Well, firstly women stay because it’s dangerous to leave. Lots of women get killed when they try to move, and they’re threatened by death with these same boyfriends should they leave, Some also threaten with committing suicide. It is unsurprising to hear of the ‘if I can’t have you then nobody can’ besides, physical/sexual violence usually comes with emotional violence and social ostracism, such that you may become dependent on that.
Also, women are, unfortunately, socialized to stay in abusive relationships. The society stands on some deluded social grounds instances, women are told “if he’s rude to you, he likes you”, when they get married they’re are told “stay because now you have a family involved, God wouldn’t want you to divorce him, it’s just how life is”. Leaving is nuanced in itself, it’s not just a matter of picking up and going.
Young men are becoming abusive because there’s no sort of accountability. A man beats/rapes a woman, and the blame always lies with the women, i.e. “Why did you stay?”, “why did you provoke him.”
Justice/social systems do not tell men that their abuse is unacceptable, and even when it’s unacceptable it’s punished very lightly, so what’s stopping men from being abusive truly?
We’re living in a fast changing world that unlike the past where we were raised to seeing women staying at home, today’s woman is more empowered, well educated, hardworking, independent and living lives their way. Today’s woman doesn’t wait for a man to get her things in order. Notice I’m using the keyword woman since we have rogue elements of this species who’ve normalized prostitution with sponsor euphoria.
The empowered woman in today’s society has proven to be a threat in the societal set-up for the boychild. Feeling threatened and powerless, it is more likely for such a man to be abusive and violent towards such a woman as that’s a way of stamping his authority as a man, physical abuse has become a way of showing who’s in charge since financially it is otherwise. This is a deluded way of looking for respect which is earned and not given you must agree.
Men from conception are engineered to stay on top of women then the reality hits over time that women are just as equal as men. This is a fact that young men are yet to fully digest. Like a lion, an empowered woman threatens their territorial control hence turning to violence as a way of marking territories.
When young men have their bar talk over a bottle of whiskey, you won’t miss the talks of “mama lazima agongwe kidogo ndio akurespect” to such men, they believe in getting respect from their girlfriends on subjecting them to physical abuse. The matter is further enhanced by the fact that nobody in the group is always willing to stand up and tell off their peers against physical violence on their women. They’re seen as kings by their peers on being abusive but this could be another way should the situation be such that one is castigated on such an action. It is for that purpose that those who witness physical abuse on women by their friends and relatives yet do nothing to stop it directly become accomplices.
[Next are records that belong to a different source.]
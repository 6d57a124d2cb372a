//! JSON-over-HTTP submission client

use super::SubmissionClient;
use crate::chain::Verdict;
use crate::config::SubmitSection;
use crate::observability::metrics;
use crate::protocol::SubmissionPayload;
use async_trait::async_trait;
use std::time::Duration;
use tracing::{debug, warn};

pub struct HttpSubmissionClient {
    client: reqwest::Client,
}

impl HttpSubmissionClient {
    pub fn new(config: &SubmitSection) -> Result<Self, reqwest::Error> {
        let client = reqwest::Client::builder()
            .timeout(Duration::from_secs(config.timeout_secs))
            .build()?;
        Ok(Self { client })
    }
}

#[async_trait]
impl SubmissionClient for HttpSubmissionClient {
    async fn submit(&self, submit_url: &str, payload: &SubmissionPayload) -> Verdict {
        debug!(submit_url, answer = %payload.answer, "Submitting answer");

        let response = match self.client.post(submit_url).json(payload).send().await {
            Ok(response) => response,
            Err(e) => {
                warn!(submit_url, error = %e, "Submission transport failure");
                metrics().submission_failed();
                return Verdict::rejected(e.to_string());
            }
        };

        let status = response.status();
        if status != reqwest::StatusCode::OK {
            warn!(submit_url, status = status.as_u16(), "Submission rejected by server");
            metrics().submission_failed();
            return Verdict::rejected(format!("HTTP {}", status.as_u16()));
        }

        let body = match response.text().await {
            Ok(body) => body,
            Err(e) => {
                metrics().submission_failed();
                return Verdict::rejected(format!("failed to read verdict body: {e}"));
            }
        };

        match serde_json::from_str::<Verdict>(&body) {
            Ok(verdict) => verdict,
            Err(e) => {
                warn!(submit_url, error = %e, "Unparseable verdict body");
                metrics().submission_failed();
                Verdict::rejected(format!("invalid verdict body: {e}"))
            }
        }
    }
}
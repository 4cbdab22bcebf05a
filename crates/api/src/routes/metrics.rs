//! Prometheus scrape endpoint.

use axum::extract::State;
use axum::http::StatusCode;
use axum::response::IntoResponse;
use metrics_exporter_prometheus::PrometheusHandle;

/// Handles `GET /metrics`, rendering the recorder state in the
/// Prometheus text exposition format.
pub async fn get(State(handle): State<PrometheusHandle>) -> impl IntoResponse {
    (
        StatusCode::OK,
        [(
            axum::http::header::CONTENT_TYPE,
            "text/plain; version=0.0.4; charset=utf-8",
        )],
        handle.render(),
    )
}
There’s a total need for an overhaul in the society to teach our girls that physical abuse in relationships is not normal when you realize signs of abusive nature then the earlier you walk away, the better. The norm has been that he hits you once, gets apparently remorseful, you make up, things get back to normal until he hits next. The truth is, a violent man will always be, so unless you’re a punching bag you can either walk away while you still have the time or wait to be carried away in a body bag. The justice system too needs to be such that DV is taken seriously and those involved pay for the actions. Parents too must listen and talk to their daughters. Normalizing domestic violence will only end up in seeing your daughter in a casket.